Supplied records below:

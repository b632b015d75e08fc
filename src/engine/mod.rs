//! The process-builder engine: tasks, context, executor and validation.
//!
//! A pipeline is an ordered list of [`Task`]s run once by a
//! [`PipelineExecutor`] against a shared, append-only [`TaskContext`].
//! Static [`PipelineMetadata`] describes each named pipeline's tasks and
//! accepted rules; [`validation`] checks caller input against it before a
//! run starts.

pub mod context;
pub mod error;
pub mod executor;
pub mod metadata;
pub mod progress;
pub mod result;
pub mod rules;
pub mod task;
pub mod validation;

pub use context::{Goal, PipelineOptions, ProgressSink, TaskContext};
pub use error::{codes, TaskError};
pub use executor::PipelineExecutor;
pub use metadata::{NumericLimit, PipelineMetadata, PipelineRegistry};
pub use progress::{TaskProgress, TaskStatus};
pub use result::{PipelineResult, PipelineStatus, TaskResult};
pub use rules::{rules_from, RuleValue, Rules};
pub use task::{RetryPolicy, Task};
pub use validation::{normalize_rules, validate_goal, validate_rules, ValidationError};
#[cfg(test)]
mod tests {
    use super::*;

    fn candidate(id: &str, qtype: QuestionType, difficulty: Option<&str>) -> QuestionCandidate {
        QuestionCandidate {
            id: id.to_string(),
            question: format!("Question {id}?"),
            question_type: qtype,
            correct_answer: "yes".to_string(),
            wrong_answers: vec!["no".to_string(), "maybe".to_string()],
            theme: Some("space".to_string()),
            tags: Vec::new(),
            difficulty: difficulty.map(|d| d.to_string()),
            collection_id: "col-1".to_string(),
        }
    }

    fn pool(mc: usize, tf: usize) -> Vec<QuestionCandidate> {
        let difficulties = ["easy", "medium", "hard"];
        let mut pool = Vec::new();
        for i in 0..mc {
            pool.push(candidate(
                &format!("mc-{i}"),
                QuestionType::MultipleChoice,
                Some(difficulties[i % 3]),
            ));
        }
        for i in 0..tf {
            pool.push(candidate(
                &format!("tf-{i}"),
                QuestionType::TrueFalse,
                Some(difficulties[i % 3]),
            ));
        }
        pool
    }

    fn config(total: usize, strategy: DistributionStrategy, allow_partial: bool) -> SelectionConfig {
        SelectionConfig {
            total,
            strategy,
            allow_partial,
            seed: Some(42),
        }
    }

    #[test]
    fn test_normalize_difficulty() {
        assert_eq!(normalize_difficulty(Some("Easy ")), "easy");
        assert_eq!(normalize_difficulty(Some("HARD")), "hard");
        assert_eq!(normalize_difficulty(Some("tricky")), "unknown");
        assert_eq!(normalize_difficulty(None), "unknown");
    }

    #[test]
    fn test_selection_sums_to_requested_total() {
        // P6: realized counts sum to T exactly for any T within supply.
        let pool = pool(10, 5);
        for total in 1..=15 {
            let result = select_questions(
                &pool,
                &config(total, DistributionStrategy::Weighted, false),
            )
            .expect("within supply");
            assert_eq!(result.selected.len(), total, "total {total}");
            let sum: usize = result.distribution.values().sum();
            assert_eq!(sum, total, "distribution sums for total {total}");
            for (qtype, count) in &result.distribution {
                let available = pool
                    .iter()
                    .filter(|c| c.question_type == *qtype)
                    .count();
                assert!(*count <= available, "{qtype} over-selected");
            }
        }
    }

    #[test]
    fn test_weighted_distribution_proportional() {
        // Scenario A: 10 MC + 5 TF, request 9 => roughly 6:3.
        let pool = pool(10, 5);
        let result = select_questions(&pool, &config(9, DistributionStrategy::Weighted, false))
            .expect("supply is sufficient");
        assert_eq!(result.selected.len(), 9);
        let mc = result.distribution[&QuestionType::MultipleChoice];
        let tf = result.distribution[&QuestionType::TrueFalse];
        assert_eq!(mc + tf, 9);
        assert!((5..=7).contains(&mc), "mc share {mc} should be near 6");
        assert!((2..=4).contains(&tf), "tf share {tf} should be near 3");
    }

    #[test]
    fn test_even_distribution_with_remainder() {
        let pool = pool(10, 10);
        let result = select_questions(&pool, &config(9, DistributionStrategy::Even, false))
            .expect("supply is sufficient");
        let mc = result.distribution[&QuestionType::MultipleChoice];
        let tf = result.distribution[&QuestionType::TrueFalse];
        // Remainder slot goes to the earliest type in priority order.
        assert_eq!(mc, 5);
        assert_eq!(tf, 4);
    }

    #[test]
    fn test_even_distribution_clamps_to_availability() {
        let pool = pool(12, 2);
        let result = select_questions(&pool, &config(10, DistributionStrategy::Even, false))
            .expect("supply is sufficient");
        let tf = result.distribution[&QuestionType::TrueFalse];
        assert!(tf <= 2, "true/false cannot exceed availability");
        assert_eq!(result.selected.len(), 10, "shortfall topped up elsewhere");
    }

    #[test]
    fn test_custom_falls_back_to_weighted() {
        let pool = pool(10, 5);
        let custom = select_questions(&pool, &config(9, DistributionStrategy::Custom, false))
            .expect("supply is sufficient");
        let weighted = select_questions(&pool, &config(9, DistributionStrategy::Weighted, false))
            .expect("supply is sufficient");
        assert_eq!(custom.distribution, weighted.distribution);
    }

    #[test]
    fn test_insufficient_supply_fails_without_partial() {
        // Scenario B: 3 available, 10 requested, partial disallowed.
        let pool = pool(3, 0);
        let err = select_questions(&pool, &config(10, DistributionStrategy::Weighted, false))
            .expect_err("must fail");
        assert_eq!(
            err,
            SelectionError::InsufficientQuestions {
                requested: 10,
                available: 3
            }
        );
        assert!(err.to_string().contains("need 10, have 3"));
    }

    #[test]
    fn test_insufficient_supply_partial_allowed() {
        // Scenario C: partial allowed => exactly 3 selected plus a warning
        // naming both numbers.
        let pool = pool(3, 0);
        let result = select_questions(&pool, &config(10, DistributionStrategy::Weighted, true))
            .expect("partial set");
        assert_eq!(result.selected.len(), 3);
        assert!(result
            .warnings
            .iter()
            .any(|w| w.contains("10") && w.contains('3')));
    }

    #[test]
    fn test_difficulty_spread_in_selection() {
        // 30 MC candidates evenly spread over easy/medium/hard; selecting 9
        // should draw from every bucket.
        let pool = pool(30, 0);
        let result = select_questions(&pool, &config(9, DistributionStrategy::Weighted, false))
            .expect("supply is sufficient");
        let mut keys: Vec<&str> = result
            .selected
            .iter()
            .map(|c| c.difficulty_key())
            .collect();
        keys.sort_unstable();
        keys.dedup();
        assert_eq!(keys, vec!["easy", "hard", "medium"]);
    }

    #[test]
    fn test_selection_reproducible_with_seed() {
        let pool = pool(20, 10);
        let a = select_questions(&pool, &config(12, DistributionStrategy::Weighted, false))
            .expect("run a");
        let b = select_questions(&pool, &config(12, DistributionStrategy::Weighted, false))
            .expect("run b");
        let ids_a: Vec<&str> = a.selected.iter().map(|c| c.id.as_str()).collect();
        let ids_b: Vec<&str> = b.selected.iter().map(|c| c.id.as_str()).collect();
        assert_eq!(ids_a, ids_b);
    }

    #[test]
    fn test_no_duplicates_in_selection() {
        let pool = pool(15, 15);
        let result = select_questions(&pool, &config(20, DistributionStrategy::Even, false))
            .expect("supply is sufficient");
        let mut ids: Vec<&str> = result.selected.iter().map(|c| c.id.as_str()).collect();
        let before = ids.len();
        ids.sort_unstable();
        ids.dedup();
        assert_eq!(ids.len(), before);
    }

    #[test]
    fn test_exact_supply_takes_everything() {
        let pool = pool(4, 2);
        let result = select_questions(&pool, &config(6, DistributionStrategy::Weighted, false))
            .expect("exact supply");
        assert_eq!(result.selected.len(), 6);
        assert!(result.warnings.is_empty());
    }

    #[test]
    fn test_question_type_round_trip() {
        for qtype in QuestionType::all() {
            assert_eq!(QuestionType::parse(qtype.as_str()), Some(qtype));
        }
        assert_eq!(QuestionType::parse("essay"), None);
    }
}
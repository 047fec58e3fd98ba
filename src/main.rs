mod app;
mod args;
mod camera;
mod capture;
mod config;
mod detector;
mod generation;
mod overlay;
mod params;
mod session;
mod state;
mod tracker;
mod transform;

use anyhow::Result;
use clap::Parser;
use eframe::egui;

use crate::app::ScribbleApp;
use crate::args::Args;
use crate::config::AppConfig;
use crate::generation::{GenerationWorker, HttpGenerator};

fn main() -> Result<()> {
    env_logger::Builder::from_env(env_logger::Env::default().default_filter_or("info")).init();

    let args = Args::parse();
    let mut config = AppConfig::load(&args.config)?;
    args.apply(&mut config);

    log::info!("Starting Air Scribble");
    log::info!("Camera device: {}", config.camera.device);
    log::info!("Generation endpoint: {}", config.generation.endpoint);

    let worker = GenerationWorker::spawn(HttpGenerator::new(&config.generation)?);

    let options = eframe::NativeOptions {
        viewport: egui::ViewportBuilder::default()
            .with_inner_size([1280.0, 720.0])
            .with_title("Air Scribble"),
        ..Default::default()
    };

    eframe::run_native(
        "Air Scribble",
        options,
        Box::new(move |cc| {
            egui_extras::install_image_loaders(&cc.egui_ctx);
            Ok(Box::new(ScribbleApp::new(&config, worker)))
        }),
    )
    .map_err(|e| anyhow::anyhow!("Failed to run application: {}", e))?;

    Ok(())
}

End of Supplied records.

Task description - Starting from the top of the records and ending at the line that contains "pub mod metadata;", repeat each line exactly and return only those lines.

Solution to the exercise -
repository b632b015d75e08fc
filename src/engine/mod.rs
//! The process-builder engine: tasks, context, executor and validation.
//!
//! A pipeline is an ordered list of [`Task`]s run once by a
//! [`PipelineExecutor`] against a shared, append-only [`TaskContext`].
//! Static [`PipelineMetadata`] describes each named pipeline's tasks and
//! accepted rules; [`validation`] checks caller input against it before a
//! run starts.

pub mod context;
pub mod error;
pub mod executor;
pub mod metadata;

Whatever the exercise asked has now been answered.